Quickly I moved away from the window and glanced up at the clock. Sure enough it was half past five. I heard the crunch of tyres as Henry’s van manoeuvred its way through the fresh snow, the van door slamming and then the clunk of the key turning in the lock of the front door, the thud of Henry’s rucksack as it was tossed onto the wooden floor.
I turned around and looked at my reflection in the mirror that hung on the wall in the kitchen. Right on cue, as it was every day, I mouthed Henry’s first words to me: ‘Is tea ready yet?’ I sighed again. I could bet my life he would immediately slump down in his battered armchair, and the TV would be switched on to his favourite programme – darts. I tutted and shook my head as the commentary from the telly rung out: ‘One hundred and eighty.’
For the past year, every evening had had more or less the same routine. Last Christmas I had sworn to myself that things would change, and yet here we were again, at the beginning of the festive season, and everything was exactly the same as it had been last year.

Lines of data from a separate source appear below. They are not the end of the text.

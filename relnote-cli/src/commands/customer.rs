//! Customer-tailored release-notes command

use clap::Args;
use relnote_core::model::AnthropicClient;
use relnote_core::run::Runner;
use relnote_core::Config;
use relnote_linear::LinearClient;
use relnote_slack::SlackWebhook;

use super::{parse_since, state_store, RunSecrets};

/// Generate release notes tailored to one customer
#[derive(Args, Debug)]
pub struct CustomerArgs {
    /// Customer name (matched against configured meeting-folder aliases)
    name: String,

    /// Window start override (RFC 3339 or YYYY-MM-DD)
    #[arg(long)]
    since: Option<String>,

    /// Days of tickets and meetings to look back
    #[arg(long, default_value_t = 30)]
    days: i64,

    /// Post to Slack instead of printing
    #[arg(long)]
    slack: bool,
}

impl CustomerArgs {
    /// Execute the customer command
    ///
    /// Previews never advance run state; only a delivered run does.
    pub async fn execute(&self, verbose: bool, config: &Config) -> anyhow::Result<()> {
        let secrets = RunSecrets::load()?;
        let since = self.since.as_deref().map(parse_since).transpose()?;

        let source = LinearClient::new(secrets.linear_api_key)?;
        let model = AnthropicClient::new(secrets.anthropic_api_key, config.model.clone())?;
        let store = state_store(config)?;

        let webhook = if self.slack {
            let url = secrets.slack_webhook_url.ok_or_else(|| {
                anyhow::anyhow!("--slack requires a webhook. Set SLACK_WEBHOOK_URL or add it to secrets.toml")
            })?;
            Some(SlackWebhook::new(url)?)
        } else {
            None
        };

        let mut runner = Runner::new(&source, &model, store, config.clone());
        if let Some(webhook) = webhook.as_ref() {
            runner = runner.with_publisher(webhook);
        }

        let report = runner
            .run_customer(&self.name, self.days, since, self.slack)
            .await?;

        println!("Window: {}", report.window);
        println!("Tickets fetched: {}", report.tickets_fetched);

        match &report.message {
            Some(message) if report.delivered => {
                println!("Posted to Slack.");
                if verbose {
                    println!();
                    println!("{}", message);
                }
            }
            Some(message) => {
                println!();
                println!("{}", message);
            }
            None => {
                println!("Nothing customer-worthy for {} this window.", self.name);
            }
        }

        if let Some(err) = report.delivery_error {
            anyhow::bail!("Notes drafted and state saved, but delivery failed: {}", err);
        }

        Ok(())
    }
}
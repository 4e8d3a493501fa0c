//! Model invocation seam
//!
//! Every pipeline stage is one round-trip to an external language model.
//! The [`ModelBackend`] trait is the seam between the stages and the wire
//! client, so tests can script responses without network access.

mod anthropic;

pub use anthropic::AnthropicClient;

use async_trait::async_trait;

use crate::Result;

/// A single completion request
#[derive(Debug, Clone)]
pub struct CompletionRequest {
    /// The full user prompt
    pub prompt: String,
}

impl CompletionRequest {
    /// Create a request from a prompt
    pub fn new(prompt: impl Into<String>) -> Self {
        Self {
            prompt: prompt.into(),
        }
    }
}

/// Backend capable of completing a prompt
#[async_trait]
pub trait ModelBackend: Send + Sync {
    /// Complete a prompt, returning the model's text output
    async fn complete(&self, request: CompletionRequest) -> Result<String>;
}
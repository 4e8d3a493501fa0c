//! Relnote Core - Core library for release-notes automation
//!
//! This crate turns completed issue-tracker tickets into customer-facing
//! release notes through a model-driven filter, group, draft pipeline, and
//! orchestrates fetch, delivery, and run-state persistence around it.

pub mod config;
pub mod error;
pub mod meetings;
pub mod model;
pub mod pipeline;
pub mod publish;
pub mod retry;
pub mod run;
pub mod secrets;
pub mod state;
pub mod ticket;

pub use config::Config;
pub use error::{Error, Result};
pub use secrets::Secrets;
pub use state::{RunState, StateStore};
pub use ticket::{Assignee, Ticket, TicketSource, Window};
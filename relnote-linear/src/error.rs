//! Error types for Linear operations

use thiserror::Error;

/// Result type for Linear operations
pub type Result<T> = std::result::Result<T, Error>;

/// Errors that can occur during Linear operations
#[derive(Error, Debug)]
pub enum Error {
    /// HTTP transport error
    #[error("Linear request failed: {0}")]
    Http(#[from] reqwest::Error),

    /// Non-success HTTP status
    #[error("Linear API returned status {status}: {body}")]
    Api { status: u16, body: String },

    /// Errors reported in the GraphQL response body
    #[error("Linear GraphQL errors: {0}")]
    GraphQl(String),

    /// Response body could not be parsed
    #[error("Parse error: {0}")]
    Parse(String),
}

impl From<Error> for relnote_core::Error {
    fn from(err: Error) -> Self {
        relnote_core::Error::Fetch(err.to_string())
    }
}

I shouted to Henry his tea would be a matter of minutes. There was no response – there never was. Opening the door to the pantry I smiled. There, hidden away amongst the pots and the pans and my secret stash of mince pies, was my ever-faithful Gary Barlow calendar. We had enjoyed numerous chats over the year – granted it was all one-sided, but it was comforting to know what went on in the pantry stayed in the pantry. Quickly I struck off another date from the calendar; it was only another week or so until the girls were home for Christmas.

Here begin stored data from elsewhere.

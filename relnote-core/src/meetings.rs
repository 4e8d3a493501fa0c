//! Customer meeting-notes cache
//!
//! Reads a locally synced meeting cache (a JSON file whose `cache` field is
//! itself a stringified JSON document) and selects recent meetings for a
//! customer by matching folder titles against the configured alias terms.

use std::collections::HashMap;
use std::path::Path;

use chrono::{DateTime, Duration, Utc};
use serde::Deserialize;
use tracing::{debug, info};

use crate::{Error, Result};

/// Minimum note length for a meeting to count as having content
const MIN_NOTE_CHARS: usize = 50;

/// A meeting with notes
#[derive(Debug, Clone)]
pub struct Meeting {
    pub title: String,
    pub date: DateTime<Utc>,
    pub notes: String,
}

/// Outer cache file: the payload is double-encoded
#[derive(Debug, Deserialize)]
struct CacheFile {
    cache: String,
}

#[derive(Debug, Deserialize)]
struct CachePayload {
    #[serde(default)]
    state: CacheState,
}

#[derive(Debug, Default, Deserialize)]
#[serde(rename_all = "camelCase")]
struct CacheState {
    #[serde(default)]
    documents: HashMap<String, Document>,
    #[serde(default)]
    document_lists: HashMap<String, Vec<String>>,
    #[serde(default)]
    document_lists_metadata: HashMap<String, ListMetadata>,
}

#[derive(Debug, Deserialize)]
struct Document {
    #[serde(default)]
    title: Option<String>,
    created_at: Option<DateTime<Utc>>,
    #[serde(default)]
    notes_markdown: Option<String>,
    #[serde(default)]
    notes_plain: Option<String>,
}

#[derive(Debug, Deserialize)]
struct ListMetadata {
    #[serde(default)]
    title: Option<String>,
}

/// Find recent meetings whose folder title matches any search term
///
/// Matching is case-insensitive substring search, as folder names rarely
/// match customer names exactly. Results are sorted newest first.
pub fn find_customer_meetings(
    cache_path: &Path,
    search_terms: &[String],
    days_back: i64,
    now: DateTime<Utc>,
) -> Result<Vec<Meeting>> {
    let contents = std::fs::read_to_string(cache_path).map_err(Error::Io)?;
    let outer: CacheFile = serde_json::from_str(&contents)
        .map_err(|e| Error::Config(format!("Failed to parse meeting cache: {}", e)))?;
    let payload: CachePayload = serde_json::from_str(&outer.cache)
        .map_err(|e| Error::Config(format!("Failed to parse meeting cache payload: {}", e)))?;

    let state = payload.state;
    let cutoff = now - Duration::days(days_back);

    // Folders whose title mentions the customer
    let matching_folders: Vec<&String> = state
        .document_lists_metadata
        .iter()
        .filter(|(_, meta)| {
            let title = meta.title.as_deref().unwrap_or_default().to_lowercase();
            search_terms.iter().any(|term| title.contains(term.as_str()))
        })
        .map(|(id, meta)| {
            debug!(folder = meta.title.as_deref().unwrap_or("?"), "Matched folder");
            id
        })
        .collect();

    let mut seen_docs = std::collections::HashSet::new();
    let mut meetings = Vec::new();

    for folder_id in matching_folders {
        let Some(doc_ids) = state.document_lists.get(folder_id) else {
            continue;
        };
        for doc_id in doc_ids {
            if !seen_docs.insert(doc_id) {
                continue;
            }
            let Some(doc) = state.documents.get(doc_id) else {
                continue;
            };
            let Some(created) = doc.created_at else {
                continue;
            };
            if created < cutoff {
                continue;
            }

            let notes = doc
                .notes_markdown
                .as_deref()
                .filter(|n| !n.is_empty())
                .or(doc.notes_plain.as_deref())
                .unwrap_or_default();
            if notes.len() < MIN_NOTE_CHARS {
                continue;
            }

            meetings.push(Meeting {
                title: doc
                    .title
                    .clone()
                    .unwrap_or_else(|| "Untitled".to_string()),
                date: created,
                notes: notes.to_string(),
            });
        }
    }

    meetings.sort_by(|a, b| b.date.cmp(&a.date));

    info!(count = meetings.len(), "Found customer meetings");

    Ok(meetings)
}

Having these conversations with Gary only confirmed what I already knew – I was a middle-aged woman in a crisis. Unlike Henry, I would bet my house that Gary didn’t slouch in the chair watching darts while fiddling with his body parts underneath elasticated jogging pants that had most definitely seen better days. I’m sure Gary’s attire would at least be designer. Whilst Gary was an international superstar, jet-setting here, there and everywhere, my only weekly outing was escaping to bingo with my best friend Ann Sandeman. Casting my mind back, I couldn’t even remember the last time Henry and I had enjoyed an evening together or had shared any physical contact – unless you counted the unfortunate incident a couple of Christmases ago. I’d spent an enjoyable day Christmas shopping with Ann, and after a rather extravagant pink-champagne lunch in Selfridges, the alcohol must have addled my brain, because it was at that very moment I’d talked myself into investing in some new sexy lingerie – in fact it was bright red satin and I had been convinced I would give Mrs Sexy Santa Claus a run for her money. As I’d swung my carrier bag, delighted with my purchase, I’d squirted myself with a new perfume that Ann and I had discovered in the bargain basement of the pharmacy, and I’d truly believed that I would secure my husband’s attention once again. It had been a while.

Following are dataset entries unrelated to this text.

//! Run orchestration
//!
//! A run is fetch, pipeline, optional delivery, and a single state commit,
//! driven through the [`phase::PhaseMachine`]. Failed runs never write
//! state, so the next run re-covers the same window. Delivery failure is
//! the one exception: by then the notes exist and may have partially
//! reached the destination, so state advances and the failure is reported
//! on the [`RunReport`] instead.

pub mod phase;

use chrono::{DateTime, Duration, Utc};
use tracing::{info, warn};

use crate::config::Config;
use crate::meetings::{self, Meeting};
use crate::model::ModelBackend;
use crate::pipeline::{FilterOutcome, Pipeline, PipelineResult};
use crate::publish::{render_message, render_notes, Publisher};
use crate::retry::RetryPolicy;
use crate::run::phase::{PhaseMachine, RunPhase};
use crate::state::{RunState, StateStore};
use crate::ticket::{TicketSource, Window};
use crate::{Error, Result};

/// Outcome of a completed run
#[derive(Debug)]
pub struct RunReport {
    /// The window the run covered
    pub window: Window,
    /// Tickets fetched from the source
    pub tickets_fetched: usize,
    /// Pipeline output; `None` for customer-tailored runs
    pub result: Option<PipelineResult>,
    /// The rendered message; `None` when nothing was worth publishing
    pub message: Option<String>,
    /// Whether the message reached the destination
    pub delivered: bool,
    /// Whether run state advanced to the window end
    pub committed: bool,
    /// Delivery failure, when the run otherwise completed
    pub delivery_error: Option<Error>,
}

/// Orchestrates a single release-notes run
pub struct Runner<'a> {
    source: &'a dyn TicketSource,
    model: &'a dyn ModelBackend,
    publisher: Option<&'a dyn Publisher>,
    store: StateStore,
    config: Config,
}

impl<'a> Runner<'a> {
    /// Create a runner without a publisher (preview)
    pub fn new(
        source: &'a dyn TicketSource,
        model: &'a dyn ModelBackend,
        store: StateStore,
        config: Config,
    ) -> Self {
        Self {
            source,
            model,
            publisher: None,
            store,
            config,
        }
    }

    /// Attach a publisher; drafted notes will be delivered
    pub fn with_publisher(mut self, publisher: &'a dyn Publisher) -> Self {
        self.publisher = Some(publisher);
        self
    }

    /// Run the generic pipeline: filter, group, draft
    ///
    /// The window starts at `since` when given, otherwise at the persisted
    /// last-run timestamp, otherwise at the configured lookback. `commit`
    /// advances the persisted state to the window end on completion.
    pub async fn run(&self, since: Option<DateTime<Utc>>, commit: bool) -> Result<RunReport> {
        let mut phase = PhaseMachine::new();
        let result = self.run_generic(&mut phase, since, commit).await;
        if result.is_err() && phase.can_transition_to(RunPhase::Failed) {
            let _ = phase.transition_to(RunPhase::Failed);
        }
        result
    }

    /// Run the customer-tailored pipeline: filter, context, tailor
    ///
    /// The ticket window resolves like the generic run (`since`, then the
    /// persisted last-run timestamp) with `days_back` as the fallback
    /// lookback; `days_back` also bounds the meeting-notes cutoff.
    pub async fn run_customer(
        &self,
        customer: &str,
        days_back: i64,
        since: Option<DateTime<Utc>>,
        commit: bool,
    ) -> Result<RunReport> {
        let mut phase = PhaseMachine::new();
        let result = self
            .run_tailored(&mut phase, customer, days_back, since, commit)
            .await;
        if result.is_err() && phase.can_transition_to(RunPhase::Failed) {
            let _ = phase.transition_to(RunPhase::Failed);
        }
        result
    }

    async fn run_generic(
        &self,
        phase: &mut PhaseMachine,
        since: Option<DateTime<Utc>>,
        commit: bool,
    ) -> Result<RunReport> {
        let now = Utc::now();
        let state = self.store.load()?;
        let window = resolve_window(since, &state, now, self.config.run.lookback_days)?;
        info!(%window, "Starting release-notes run");

        phase.transition_to(RunPhase::Fetching)?;
        let tickets = self.source.completed_in_window(&window).await?;
        info!(count = tickets.len(), "Fetched completed tickets");

        let pipeline = Pipeline::new(self.model, self.retry_policy());

        if tickets.is_empty() {
            phase.transition_to(RunPhase::Committed)?;
            let committed = self.maybe_commit(commit, &window)?;
            return Ok(RunReport {
                window,
                tickets_fetched: 0,
                result: Some(PipelineResult::empty(FilterOutcome::default())),
                message: None,
                delivered: false,
                committed,
                delivery_error: None,
            });
        }

        phase.transition_to(RunPhase::Filtering)?;
        let outcome = pipeline.filter(&tickets).await?;

        if outcome.customer_worthy_count() == 0 {
            info!("Nothing customer-worthy this window");
            phase.transition_to(RunPhase::Committed)?;
            let committed = self.maybe_commit(commit, &window)?;
            return Ok(RunReport {
                window,
                tickets_fetched: tickets.len(),
                result: Some(PipelineResult::empty(outcome)),
                message: None,
                delivered: false,
                committed,
                delivery_error: None,
            });
        }

        phase.transition_to(RunPhase::Grouping)?;
        let grouping = pipeline.group(&outcome).await?;

        phase.transition_to(RunPhase::Drafting)?;
        let result = pipeline.draft(outcome, &grouping).await?;

        let message = render_message(&render_notes(&result), &window, None);

        let (delivered, delivery_error) = self.deliver(phase, &message).await?;
        let committed = self.maybe_commit(commit, &window)?;
        phase.transition_to(RunPhase::Committed)?;

        Ok(RunReport {
            window,
            tickets_fetched: tickets.len(),
            result: Some(result),
            message: Some(message),
            delivered,
            committed,
            delivery_error,
        })
    }

    async fn run_tailored(
        &self,
        phase: &mut PhaseMachine,
        customer: &str,
        days_back: i64,
        since: Option<DateTime<Utc>>,
        commit: bool,
    ) -> Result<RunReport> {
        let now = Utc::now();
        let state = self.store.load()?;
        let window = resolve_window(since, &state, now, days_back)?;
        info!(customer, %window, "Starting customer-tailored run");

        phase.transition_to(RunPhase::Fetching)?;
        let tickets = self.source.completed_in_window(&window).await?;
        info!(count = tickets.len(), "Fetched completed tickets");

        let pipeline = Pipeline::new(self.model, self.retry_policy());

        phase.transition_to(RunPhase::Filtering)?;
        let outcome = pipeline.filter(&tickets).await?;

        if outcome.customer_worthy_count() == 0 {
            info!(customer, "Nothing customer-worthy this window");
            phase.transition_to(RunPhase::Committed)?;
            let committed = self.maybe_commit(commit, &window)?;
            return Ok(RunReport {
                window,
                tickets_fetched: tickets.len(),
                result: None,
                message: None,
                delivered: false,
                committed,
                delivery_error: None,
            });
        }

        phase.transition_to(RunPhase::Drafting)?;
        let meetings = self.customer_meetings(customer, days_back, now);
        let context = pipeline.extract_context(customer, &meetings).await?;
        let notes = pipeline.tailor(customer, &context, &outcome).await?;

        let message = render_message(&notes, &window, Some(customer));

        let (delivered, delivery_error) = self.deliver(phase, &message).await?;
        let committed = self.maybe_commit(commit, &window)?;
        phase.transition_to(RunPhase::Committed)?;

        Ok(RunReport {
            window,
            tickets_fetched: tickets.len(),
            result: None,
            message: Some(message),
            delivered,
            committed,
            delivery_error,
        })
    }

    fn retry_policy(&self) -> RetryPolicy {
        RetryPolicy::with_retries(self.config.run.stage_retries)
    }

    /// Deliver the message when a publisher is attached
    ///
    /// Delivery failure does not abort the run; the error is carried on
    /// the report so the caller can surface it after state has advanced.
    async fn deliver(
        &self,
        phase: &mut PhaseMachine,
        message: &str,
    ) -> Result<(bool, Option<Error>)> {
        let Some(publisher) = self.publisher else {
            return Ok((false, None));
        };

        phase.transition_to(RunPhase::Publishing)?;
        match publisher.deliver(message).await {
            Ok(()) => {
                info!("Delivered release notes");
                Ok((true, None))
            }
            Err(err) => {
                warn!(error = %err, "Delivery failed");
                Ok((false, Some(err)))
            }
        }
    }

    fn maybe_commit(&self, commit: bool, window: &Window) -> Result<bool> {
        if !commit {
            return Ok(false);
        }
        self.store.save(&RunState {
            last_run: Some(window.end),
        })?;
        Ok(true)
    }

    /// Meetings for the customer, or none when no cache is configured
    ///
    /// An unreadable cache downgrades to tailoring from tickets alone
    /// rather than failing the run.
    fn customer_meetings(
        &self,
        customer: &str,
        days_back: i64,
        now: DateTime<Utc>,
    ) -> Vec<Meeting> {
        let Some(cache_path) = &self.config.meetings.cache_path else {
            warn!("No meeting cache configured, tailoring from tickets alone");
            return Vec::new();
        };

        let terms = self.config.customer_search_terms(customer);
        match meetings::find_customer_meetings(cache_path, &terms, days_back, now) {
            Ok(meetings) => meetings,
            Err(err) => {
                warn!(error = %err, "Could not read meeting cache, tailoring from tickets alone");
                Vec::new()
            }
        }
    }
}

/// Window start priority: explicit override, then persisted state, then
/// the configured lookback. The end is always now.
fn resolve_window(
    since: Option<DateTime<Utc>>,
    state: &RunState,
    now: DateTime<Utc>,
    lookback_days: i64,
) -> Result<Window> {
    let start = since
        .or(state.last_run)
        .unwrap_or_else(|| now - Duration::days(lookback_days));
    Window::new(start, now)
}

When I’d arrived back home, I’d been filled with trepidation mixed with excitement. I’d never done anything like this before. In the past it was rare I’d ever have to fight for Henry’s attention. He’d always been the one who would instigate sex.
I’d eagerly dressed in the eye-catching underwear, and after grabbing the remote control from the arm of his battered old armchair, I’d muted the telly. Bending down on my knees in front of him I’d run my hands up and down his thighs. Henry had groaned.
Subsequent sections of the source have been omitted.